Я почувствовал, что мой давний «предмет» искренне огорчена. Кто знает? Может, ей показалось, что судьба ее пошла бы другими маршрутами, если бы не этот пижон, который демонстрировал свой выдуманный успех.
Так и только так, откровенно и непринужденно, можно в таких обстоятельствах говорить о прожитом, никого не унижая и никого не вознося.
Между тем каждый из собравшихся мог рассказать о многом. И мой товарищ Лева Ковалев, талантливый фотограф и не состоявшийся по воле обстоятельств, быть может, еще более успешный кинооператор, и доцент МГУ Женя Кругликова, которая некогда потребовала от меня, чтобы я шел в вуз, а не застревал на комсомольской работе (за это я и сегодня ей благодарен), и Володя Страхов, который, пройдя через огонь, воду и медные трубы войны и послевоенного лихолетья, открылся для нас как незаурядный поэт. Валя Ларионов? Он был членом сборной команды волейболистов Москвы. Вернулся с фронта. Вот только пальцев на руке не хватало. Не довелось стать чемпионом страны. Игорь Литвин мог бы рассказать, как он меня спас...
Обстоятельства были таковы: он, следователь МГБ, увидел как-то на столе у своего коллеги из соседнего кабинета подборку фотографий. Их забрали при обыске у моей соседки и подруги детства Маргариты. Она проявила неосторожность, став интимной приятельницей повара французской военной миссии, которая была расположена неподалеку от нашего дома. Само собой разумеется, ее обвинили в шпионаже, и она получила двадцатилетний срок. Ума не приложу, какие государственные тайны она могла выдать (секреты русской кухни?). Узнав меня на нескольких снимках, Игорь сказал: «Это Артур, ее сосед. Он здесь ни при чем. Его оставь в покое, я его хорошо знаю». Как же могла быть сломана моя жизнь и судьба, если бы не его вмешательство!
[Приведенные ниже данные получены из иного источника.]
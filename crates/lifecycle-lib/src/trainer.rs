//! Candidate training
//!
//! Fits every roster entry on the training split, scores it on the held-out
//! split and records one tracking run per candidate. Candidates come back in
//! roster order; ranking is left to the promotion step.

use crate::artifact::{ArtifactError, InputExample, ModelArtifact, INPUT_EXAMPLE_FILE, MODEL_FILE};
use crate::classifier::{ClassifierError, ModelSpec};
use crate::config::SelectionMetric;
use crate::dataset::TrainTestSplit;
use crate::observability::StructuredLogger;
use crate::registry::{ModelRegistry, RegistryError, RunInfo, RunStatus};
use crate::scoring;
use ndarray::Array2;
use std::sync::Arc;
use tracing::{debug, warn};

/// Artifact path used inside every candidate run
pub const ARTIFACT_PATH: &str = "model";

/// Error type for a training cycle. Any of these aborts the whole cycle.
#[derive(Debug, thiserror::Error)]
pub enum TrainingError {
    #[error("roster is empty")]
    EmptyRoster,

    #[error("training {model_type} failed: {source}")]
    Candidate {
        model_type: String,
        #[source]
        source: ClassifierError,
    },

    #[error("training task for {0} did not complete")]
    Interrupted(String),

    #[error("tracking failed: {0}")]
    Tracking(#[from] RegistryError),

    #[error(transparent)]
    Artifact(#[from] ArtifactError),
}

/// One fitted and scored roster entry
#[derive(Debug, Clone)]
pub struct TrainingCandidate {
    pub model_type: String,
    pub spec: ModelSpec,
    pub artifact: ModelArtifact,
    pub input_example: InputExample,
    pub accuracy: f64,
    pub weighted_f1: f64,
    pub run_id: String,
    pub artifact_path: String,
}

impl TrainingCandidate {
    pub fn metric(&self, metric: SelectionMetric) -> f64 {
        match metric {
            SelectionMetric::Accuracy => self.accuracy,
            SelectionMetric::WeightedF1 => self.weighted_f1,
        }
    }
}

/// Trains a roster and records each candidate as a tracking run
pub struct Trainer {
    registry: Arc<dyn ModelRegistry>,
    experiment_name: String,
    logger: StructuredLogger,
}

impl Trainer {
    pub fn new(registry: Arc<dyn ModelRegistry>, experiment_name: impl Into<String>, logger: StructuredLogger) -> Self {
        Self {
            registry,
            experiment_name: experiment_name.into(),
            logger,
        }
    }

    /// Train every roster entry in order
    pub async fn train_candidates(
        &self,
        split: &TrainTestSplit,
        roster: &[ModelSpec],
    ) -> Result<Vec<TrainingCandidate>, TrainingError> {
        if roster.is_empty() {
            return Err(TrainingError::EmptyRoster);
        }

        let experiment_id = self.registry.ensure_experiment(&self.experiment_name).await?;
        let mut candidates = Vec::with_capacity(roster.len());

        for spec in roster {
            let run = self.registry.create_run(&experiment_id, spec.model_type()).await?;

            match self.train_in_run(&run, split, spec).await {
                Ok(candidate) => {
                    self.registry.finish_run(&run.run_id, RunStatus::Finished).await?;
                    self.logger.log_candidate_trained(
                        &candidate.model_type,
                        &candidate.run_id,
                        candidate.accuracy,
                        candidate.weighted_f1,
                    );
                    candidates.push(candidate);
                }
                Err(e) => {
                    if let Err(finish_err) = self.registry.finish_run(&run.run_id, RunStatus::Failed).await {
                        warn!(run_id = %run.run_id, error = %finish_err, "Failed to mark run as failed");
                    }
                    return Err(e);
                }
            }
        }

        Ok(candidates)
    }

    async fn train_in_run(
        &self,
        run: &RunInfo,
        split: &TrainTestSplit,
        spec: &ModelSpec,
    ) -> Result<TrainingCandidate, TrainingError> {
        let model_type = spec.model_type().to_string();
        debug!(model_type = %model_type, run_id = %run.run_id, "Training candidate");

        let (artifact, y_pred) = fit_and_predict(spec, split).await?;
        let accuracy = scoring::accuracy(&split.y_test, &y_pred);
        let weighted_f1 = scoring::weighted_f1(&split.y_test, &y_pred);
        let input_example = InputExample::from_first_row(&split.feature_names, &split.x_train);

        self.registry.log_params(&run.run_id, &spec.params()).await?;
        self.registry
            .log_metrics(
                &run.run_id,
                &[
                    ("accuracy".to_string(), accuracy),
                    ("f1_score".to_string(), weighted_f1),
                ],
            )
            .await?;
        self.registry
            .log_artifact(&run.run_id, ARTIFACT_PATH, MODEL_FILE, &artifact.to_bytes()?)
            .await?;
        self.registry
            .log_artifact(
                &run.run_id,
                ARTIFACT_PATH,
                INPUT_EXAMPLE_FILE,
                &serde_json::to_vec_pretty(&input_example).map_err(ArtifactError::from)?,
            )
            .await?;

        Ok(TrainingCandidate {
            model_type,
            spec: spec.clone(),
            artifact,
            input_example,
            accuracy,
            weighted_f1,
            run_id: run.run_id.clone(),
            artifact_path: ARTIFACT_PATH.to_string(),
        })
    }
}

/// Fit on the training split and predict the held-out split off the async runtime
async fn fit_and_predict(
    spec: &ModelSpec,
    split: &TrainTestSplit,
) -> Result<(ModelArtifact, Vec<i64>), TrainingError> {
    let model_type = spec.model_type().to_string();
    let mut classifier = spec.build();
    let x_train: Array2<f64> = split.x_train.clone();
    let y_train = split.y_train.clone();
    let x_test = split.x_test.clone();
    let feature_names = split.feature_names.clone();
    let task_type = model_type.clone();

    let result = tokio::task::spawn_blocking(move || {
        classifier.fit(&x_train, &y_train)?;
        let y_pred = classifier.predict(&x_test)?;
        Ok::<_, ClassifierError>((ModelArtifact::new(task_type, feature_names, classifier), y_pred))
    })
    .await
    .map_err(|_| TrainingError::Interrupted(model_type.clone()))?;

    result.map_err(|source| TrainingError::Candidate { model_type, source })
}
Но все описанное произошло через много лет. А тогда, в конце 30-х, мы не прогнозировали свое будущее. Учились, прогуливали уроки, дрались, влюблялись и осваивали полузапретные западные танцы — фокстрот и танго. Кто мог предвидеть, что через год-два мальчишки наденут шинели, а наших девочек подхватят эшелоны эвакуации.
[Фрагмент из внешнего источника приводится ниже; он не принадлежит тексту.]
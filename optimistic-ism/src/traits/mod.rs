pub use clock::*;
pub use ism::*;

mod clock;
mod ism;
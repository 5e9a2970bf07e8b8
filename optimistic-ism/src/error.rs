use std::error::Error as StdError;
use std::fmt::{Display, Formatter};

use primitive_types::H256;

/// The result of a gate operation.
pub type IsmResult<T> = Result<T, OptimisticIsmError>;

/// Errors raised by the optimistic verification gate.
///
/// Every error aborts the whole operation with no state mutation; nothing
/// here is retried internally.
#[derive(Debug, thiserror::Error)]
pub enum OptimisticIsmError {
    /// The caller does not hold the owner role
    #[error("caller {0} is not the owner")]
    NotOwner(H256),
    /// The caller is not in the watcher set
    #[error("caller {0} is not a watcher")]
    NotWatcher(H256),
    /// The zero identity was supplied where a real one is required
    #[error("the zero address is not a valid identity")]
    InvalidAddress,
    /// Rotation was attempted while the active submodule carries no fraud
    /// flag
    #[error("the active submodule has not been flagged as fraudulent")]
    NotFlagged,
    /// The submodule rejected the message during proposal
    #[error("submodule rejected message {0}")]
    VerificationFailed(H256),
    /// A second proposal was made for an already-proposed message identity
    #[error("message {0} has already been proposed for verification")]
    AlreadyProposed(H256),
    /// An error raised by a submodule invocation. Does not implement `From`
    /// to prevent conflicting/absorbing other errors.
    #[error("submodule call failed: {0}")]
    Submodule(Box<dyn StdError + Send + Sync>),
}

impl OptimisticIsmError {
    /// Create a submodule error from any other existing error
    pub fn from_submodule<E: StdError + Send + Sync + 'static>(err: E) -> Self {
        Self::Submodule(Box::new(err))
    }

    /// Creates a submodule error from a static string
    pub fn from_submodule_str(err: &'static str) -> Self {
        #[derive(Debug)]
        #[repr(transparent)]
        struct StringError(&'static str);
        impl Display for StringError {
            fn fmt(&self, f: &mut Formatter<'_>) -> std::fmt::Result {
                f.write_str(self.0)
            }
        }
        impl StdError for StringError {}

        Self::from_submodule(StringError(err))
    }
}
Последний традиционный сбор случился, когда всем нам было уже «за семьдесят». Потом встречались все реже, да и участников этих товарищеских вечеринок становилось все меньше. Думаю, повторений больше не будет.
Эпилог
Автор сам себя поставил в затруднительное положение в связи с тем, что повествование он предварил не традиционным «Вступлением», «Предисловием», а «Прологом». Если есть «Пролог», то, хочешь не хочешь, должен быть «Эпилог». Придется его написать. Перечитал книгу от начала до конца. Более семидесяти рассказов, обращенных к жизни психологии, другими словами, к ее истории в двадцатом столетии, и к психологии жизни моих современников. Допускаю, что не все рассказы удачны. Можно ли было во всех случаях рассчитывать на успех? Для этого надо быть весьма самонадеянным. Должен ли я, как в «Прологе», оправдываться? Дело в том, что эта книга, «Записки психолога», как раз 150-я в перечне моих отдельных изданий, включая переиздания и переводы на иностранные языки. Ровно три погонных метра они занимают на стеллажах в моем кабинете. Но боюсь, что эта книга может оказаться последней. Если я мог еще недавно остановиться и оглянуться на прошлое, написав эти рассказы, то сейчас я должен просто остановиться.